■ Exercise requirements
Please repeat each line of the data exactly, with nothing left out.

:: Information ::

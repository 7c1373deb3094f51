use std::collections::HashMap;

use crate::{GtfsFeed, NoticeContainer, NoticeSeverity, ValidationNotice, Validator};
use gtfs_model::LocationType;

const CODE_PATHWAY_TO_WRONG_LOCATION_TYPE: &str = "pathway_to_wrong_location_type";
const CODE_PATHWAY_TO_PLATFORM_WITH_BOARDING_AREAS: &str =
    "pathway_to_platform_with_boarding_areas";

#[derive(Debug, Default)]
pub struct PathwayEndpointTypeValidator;

impl Validator for PathwayEndpointTypeValidator {
    fn name(&self) -> &'static str {
        "pathway_endpoint_type"
    }

    fn validate(&self, feed: &GtfsFeed, notices: &mut NoticeContainer) {
        let Some(pathways) = &feed.pathways else {
            return;
        };

        let mut stops_by_id: HashMap<&str, &gtfs_model::Stop> = HashMap::new();
        let mut children_by_parent: HashMap<&str, Vec<&gtfs_model::Stop>> = HashMap::new();
        for stop in &feed.stops.rows {
            let stop_id = stop.stop_id.trim();
            if stop_id.is_empty() {
                continue;
            }
            stops_by_id.insert(stop_id, stop);
            if let Some(parent_id) = stop.parent_station.as_deref() {
                let parent_id = parent_id.trim();
                if !parent_id.is_empty() {
                    children_by_parent.entry(parent_id).or_default().push(stop);
                }
            }
        }

        for (index, pathway) in pathways.rows.iter().enumerate() {
            let row_number = pathways.row_number(index);
            check_endpoint(
                "from_stop_id",
                pathway.pathway_id.as_str(),
                pathway.from_stop_id.as_str(),
                &stops_by_id,
                &children_by_parent,
                row_number,
                notices,
            );
            check_endpoint(
                "to_stop_id",
                pathway.pathway_id.as_str(),
                pathway.to_stop_id.as_str(),
                &stops_by_id,
                &children_by_parent,
                row_number,
                notices,
            );
        }
    }
}

fn check_endpoint(
    field_name: &str,
    pathway_id: &str,
    stop_id: &str,
    stops_by_id: &HashMap<&str, &gtfs_model::Stop>,
    children_by_parent: &HashMap<&str, Vec<&gtfs_model::Stop>>,
    row_number: u64,
    notices: &mut NoticeContainer,
) {
    let stop_id = stop_id.trim();
    if stop_id.is_empty() {
        return;
    }

    let Some(stop) = stops_by_id.get(stop_id) else {
        return;
    };

    match stop.location_type.unwrap_or(LocationType::StopOrPlatform) {
        LocationType::StopOrPlatform => {
            if children_by_parent.get(stop_id).is_some() {
                let mut notice = ValidationNotice::new(
                    CODE_PATHWAY_TO_PLATFORM_WITH_BOARDING_AREAS,
                    NoticeSeverity::Error,
                    "pathway endpoints should reference boarding areas when a platform has them",
                );
                notice.insert_context_field("csvRowNumber", row_number);
                notice.insert_context_field("fieldName", field_name);
                notice.insert_context_field("pathwayId", pathway_id);
                notice.insert_context_field("stopId", stop_id);
                notice.field_order = vec![
                    "csvRowNumber".to_string(),
                    "fieldName".to_string(),
                    "pathwayId".to_string(),
                    "stopId".to_string(),
                ];
                notices.push(notice);
            }
        }
        LocationType::Station => {
            let mut notice = ValidationNotice::new(
                CODE_PATHWAY_TO_WRONG_LOCATION_TYPE,
                NoticeSeverity::Error,
                "pathway endpoints must not reference stations",
            );
            notice.insert_context_field("csvRowNumber", row_number);
            notice.insert_context_field("fieldName", field_name);
            notice.insert_context_field("pathwayId", pathway_id);
            notice.insert_context_field("stopId", stop_id);
            notice.field_order = vec![
                "csvRowNumber".to_string(),
                "fieldName".to_string(),
                "pathwayId".to_string(),
                "stopId".to_string(),
            ];
            notices.push(notice);
        }
        LocationType::EntranceOrExit
        | LocationType::GenericNode
        | LocationType::BoardingArea
        | LocationType::Other => {}
    }
}

#[cfg(test)]
mod tests {
    use super::*;
    use crate::CsvTable;
    use gtfs_model::{LocationType, Pathway, Stop};

    #[test]
    fn detects_pathway_to_station() {
        let mut feed = GtfsFeed::default();
        feed.stops = CsvTable {
            headers: vec!["stop_id".to_string(), "location_type".to_string()],
            rows: vec![Stop {
                stop_id: "S1".to_string(),
                location_type: Some(LocationType::Station),
                ..Default::default()
            }],
            row_numbers: vec![2],
        };
        feed.pathways = Some(CsvTable {
            headers: vec![
                "pathway_id".to_string(),
                "from_stop_id".to_string(),
                "to_stop_id".to_string(),
            ],
            rows: vec![Pathway {
                pathway_id: "P1".to_string(),
                from_stop_id: "S1".to_string(),
                to_stop_id: "N1".to_string(),
                ..Default::default()
            }],
            row_numbers: vec![2],
        });

        let mut notices = NoticeContainer::new();
        PathwayEndpointTypeValidator.validate(&feed, &mut notices);

        assert_eq!(notices.len(), 1);
        assert_eq!(
            notices.iter().next().unwrap().code,
            CODE_PATHWAY_TO_WRONG_LOCATION_TYPE
        );
    }

    #[test]
    fn detects_pathway_to_platform_with_boarding_areas() {
        let mut feed = GtfsFeed::default();
        feed.stops = CsvTable {
            headers: vec![
                "stop_id".to_string(),
                "location_type".to_string(),
                "parent_station".to_string(),
            ],
            rows: vec![
                Stop {
                    stop_id: "P1".to_string(),
                    location_type: Some(LocationType::StopOrPlatform),
                    ..Default::default()
                },
                Stop {
                    stop_id: "BA1".to_string(),
                    location_type: Some(LocationType::BoardingArea),
                    parent_station: Some("P1".to_string()),
                    ..Default::default()
                },
            ],
            row_numbers: vec![2, 3],
        };
        feed.pathways = Some(CsvTable {
            headers: vec![
                "pathway_id".to_string(),
                "from_stop_id".to_string(),
                "to_stop_id".to_string(),
            ],
            rows: vec![Pathway {
                pathway_id: "PW1".to_string(),
                from_stop_id: "P1".to_string(),
                to_stop_id: "N1".to_string(),
                ..Default::default()
            }],
            row_numbers: vec![2],
        });

        let mut notices = NoticeContainer::new();
        PathwayEndpointTypeValidator.validate(&feed, &mut notices);

        assert_eq!(notices.len(), 1);
        assert_eq!(
            notices.iter().next().unwrap().code,
            CODE_PATHWAY_TO_PLATFORM_WITH_BOARDING_AREAS
        );
    }

    #[test]
    fn passes_valid_endpoints() {
        let mut feed = GtfsFeed::default();
        feed.stops = CsvTable {
            headers: vec!["stop_id".to_string(), "location_type".to_string()],
            rows: vec![
                Stop {
                    stop_id: "E1".to_string(),
                    location_type: Some(LocationType::EntranceOrExit),
                    ..Default::default()
                },
                Stop {
                    stop_id: "N1".to_string(),
                    location_type: Some(LocationType::GenericNode),
                    ..Default::default()
                },
                Stop {
                    stop_id: "P1".to_string(),
                    location_type: Some(LocationType::StopOrPlatform),
                    ..Default::default()
                },
            ],
            row_numbers: vec![2, 3, 4],
        };
        feed.pathways = Some(CsvTable {
            headers: vec![
                "pathway_id".to_string(),
                "from_stop_id".to_string(),
                "to_stop_id".to_string(),
            ],
            rows: vec![
                Pathway {
                    pathway_id: "PW1".to_string(),
                    from_stop_id: "E1".to_string(),
                    to_stop_id: "N1".to_string(),
                    ..Default::default()
                },
                Pathway {
                    pathway_id: "PW2".to_string(),
                    from_stop_id: "N1".to_string(),
                    to_stop_id: "P1".to_string(),
                    ..Default::default()
                },
            ],
            row_numbers: vec![2, 3],
        });

        let mut notices = NoticeContainer::new();
        PathwayEndpointTypeValidator.validate(&feed, &mut notices);

        assert_eq!(notices.len(), 0);
    }
}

:::

■ Result of the task
repository 7c1373deb3094f51
use std::collections::HashMap;

use crate::{GtfsFeed, NoticeContainer, NoticeSeverity, ValidationNotice, Validator};
use gtfs_model::LocationType;

const CODE_PATHWAY_TO_WRONG_LOCATION_TYPE: &str = "pathway_to_wrong_location_type";
const CODE_PATHWAY_TO_PLATFORM_WITH_BOARDING_AREAS: &str =
    "pathway_to_platform_with_boarding_areas";

#[derive(Debug, Default)]
pub struct PathwayEndpointTypeValidator;

impl Validator for PathwayEndpointTypeValidator {
    fn name(&self) -> &'static str {
        "pathway_endpoint_type"
    }

    fn validate(&self, feed: &GtfsFeed, notices: &mut NoticeContainer) {
        let Some(pathways) = &feed.pathways else {
            return;
        };

        let mut stops_by_id: HashMap<&str, &gtfs_model::Stop> = HashMap::new();
        let mut children_by_parent: HashMap<&str, Vec<&gtfs_model::Stop>> = HashMap::new();
        for stop in &feed.stops.rows {
            let stop_id = stop.stop_id.trim();
            if stop_id.is_empty() {
                continue;
            }
            stops_by_id.insert(stop_id, stop);
            if let Some(parent_id) = stop.parent_station.as_deref() {
                let parent_id = parent_id.trim();
                if !parent_id.is_empty() {
                    children_by_parent.entry(parent_id).or_default().push(stop);
                }
            }
        }

        for (index, pathway) in pathways.rows.iter().enumerate() {
            let row_number = pathways.row_number(index);
            check_endpoint(
                "from_stop_id",
                pathway.pathway_id.as_str(),
                pathway.from_stop_id.as_str(),
                &stops_by_id,
                &children_by_parent,
                row_number,
                notices,
            );
            check_endpoint(
                "to_stop_id",
                pathway.pathway_id.as_str(),
                pathway.to_stop_id.as_str(),
                &stops_by_id,
                &children_by_parent,
                row_number,
                notices,
            );
        }
    }
}

fn check_endpoint(
    field_name: &str,
    pathway_id: &str,
    stop_id: &str,
    stops_by_id: &HashMap<&str, &gtfs_model::Stop>,
    children_by_parent: &HashMap<&str, Vec<&gtfs_model::Stop>>,
    row_number: u64,
    notices: &mut NoticeContainer,
) {
    let stop_id = stop_id.trim();
    if stop_id.is_empty() {
        return;
    }

    let Some(stop) = stops_by_id.get(stop_id) else {
        return;
    };

    match stop.location_type.unwrap_or(LocationType::StopOrPlatform) {
        LocationType::StopOrPlatform => {
            if children_by_parent.get(stop_id).is_some() {
                let mut notice = ValidationNotice::new(
                    CODE_PATHWAY_TO_PLATFORM_WITH_BOARDING_AREAS,
                    NoticeSeverity::Error,
                    "pathway endpoints should reference boarding areas when a platform has them",
                );
                notice.insert_context_field("csvRowNumber", row_number);
                notice.insert_context_field("fieldName", field_name);
                notice.insert_context_field("pathwayId", pathway_id);
                notice.insert_context_field("stopId", stop_id);
                notice.field_order = vec![
                    "csvRowNumber".to_string(),
                    "fieldName".to_string(),
                    "pathwayId".to_string(),
                    "stopId".to_string(),
                ];
                notices.push(notice);
            }
        }
        LocationType::Station => {
            let mut notice = ValidationNotice::new(
                CODE_PATHWAY_TO_WRONG_LOCATION_TYPE,
                NoticeSeverity::Error,
                "pathway endpoints must not reference stations",
            );
            notice.insert_context_field("csvRowNumber", row_number);
            notice.insert_context_field("fieldName", field_name);
            notice.insert_context_field("pathwayId", pathway_id);
            notice.insert_context_field("stopId", stop_id);
            notice.field_order = vec![
                "csvRowNumber".to_string(),
                "fieldName".to_string(),
                "pathwayId".to_string(),
                "stopId".to_string(),
            ];
            notices.push(notice);
        }
        LocationType::EntranceOrExit
        | LocationType::GenericNode
        | LocationType::BoardingArea
        | LocationType::Other => {}
    }
}

#[cfg(test)]
mod tests {
    use super::*;
    use crate::CsvTable;
    use gtfs_model::{LocationType, Pathway, Stop};

    #[test]
    fn detects_pathway_to_station() {
        let mut feed = GtfsFeed::default();
        feed.stops = CsvTable {
            headers: vec!["stop_id".to_string(), "location_type".to_string()],
            rows: vec![Stop {
                stop_id: "S1".to_string(),
                location_type: Some(LocationType::Station),
                ..Default::default()
            }],
            row_numbers: vec![2],
        };
        feed.pathways = Some(CsvTable {
            headers: vec![
                "pathway_id".to_string(),
                "from_stop_id".to_string(),
                "to_stop_id".to_string(),
            ],
            rows: vec![Pathway {
                pathway_id: "P1".to_string(),
                from_stop_id: "S1".to_string(),
                to_stop_id: "N1".to_string(),
                ..Default::default()
            }],
            row_numbers: vec![2],
        });

        let mut notices = NoticeContainer::new();
        PathwayEndpointTypeValidator.validate(&feed, &mut notices);

        assert_eq!(notices.len(), 1);
        assert_eq!(
            notices.iter().next().unwrap().code,
            CODE_PATHWAY_TO_WRONG_LOCATION_TYPE
        );
    }

    #[test]
    fn detects_pathway_to_platform_with_boarding_areas() {
        let mut feed = GtfsFeed::default();
        feed.stops = CsvTable {
            headers: vec![
                "stop_id".to_string(),
                "location_type".to_string(),
                "parent_station".to_string(),
            ],
            rows: vec![
                Stop {
                    stop_id: "P1".to_string(),
                    location_type: Some(LocationType::StopOrPlatform),
                    ..Default::default()
                },
                Stop {
                    stop_id: "BA1".to_string(),
                    location_type: Some(LocationType::BoardingArea),
                    parent_station: Some("P1".to_string()),
                    ..Default::default()
                },
            ],
            row_numbers: vec![2, 3],
        };
        feed.pathways = Some(CsvTable {
            headers: vec![
                "pathway_id".to_string(),
                "from_stop_id".to_string(),
                "to_stop_id".to_string(),
            ],
            rows: vec![Pathway {
                pathway_id: "PW1".to_string(),
                from_stop_id: "P1".to_string(),
                to_stop_id: "N1".to_string(),
                ..Default::default()
            }],
            row_numbers: vec![2],
        });

        let mut notices = NoticeContainer::new();
        PathwayEndpointTypeValidator.validate(&feed, &mut notices);

        assert_eq!(notices.len(), 1);
        assert_eq!(
            notices.iter().next().unwrap().code,
            CODE_PATHWAY_TO_PLATFORM_WITH_BOARDING_AREAS
        );
    }

    #[test]
    fn passes_valid_endpoints() {
        let mut feed = GtfsFeed::default();
        feed.stops = CsvTable {
            headers: vec!["stop_id".to_string(), "location_type".to_string()],
            rows: vec![
                Stop {
                    stop_id: "E1".to_string(),
                    location_type: Some(LocationType::EntranceOrExit),
                    ..Default::default()
                },
                Stop {
                    stop_id: "N1".to_string(),
                    location_type: Some(LocationType::GenericNode),
                    ..Default::default()
                },
                Stop {
                    stop_id: "P1".to_string(),
                    location_type: Some(LocationType::StopOrPlatform),
                    ..Default::default()
                },
            ],
            row_numbers: vec![2, 3, 4],
        };
        feed.pathways = Some(CsvTable {
            headers: vec![
                "pathway_id".to_string(),
                "from_stop_id".to_string(),
                "to_stop_id".to_string(),
            ],
            rows: vec![
                Pathway {
                    pathway_id: "PW1".to_string(),
                    from_stop_id: "E1".to_string(),
                    to_stop_id: "N1".to_string(),
                    ..Default::default()
                },
                Pathway {
                    pathway_id: "PW2".to_string(),
                    from_stop_id: "N1".to_string(),
                    to_stop_id: "P1".to_string(),
                    ..Default::default()
                },
            ],
            row_numbers: vec![2, 3],
        });

        let mut notices = NoticeContainer::new();
        PathwayEndpointTypeValidator.validate(&feed, &mut notices);

        assert_eq!(notices.len(), 0);
    }
}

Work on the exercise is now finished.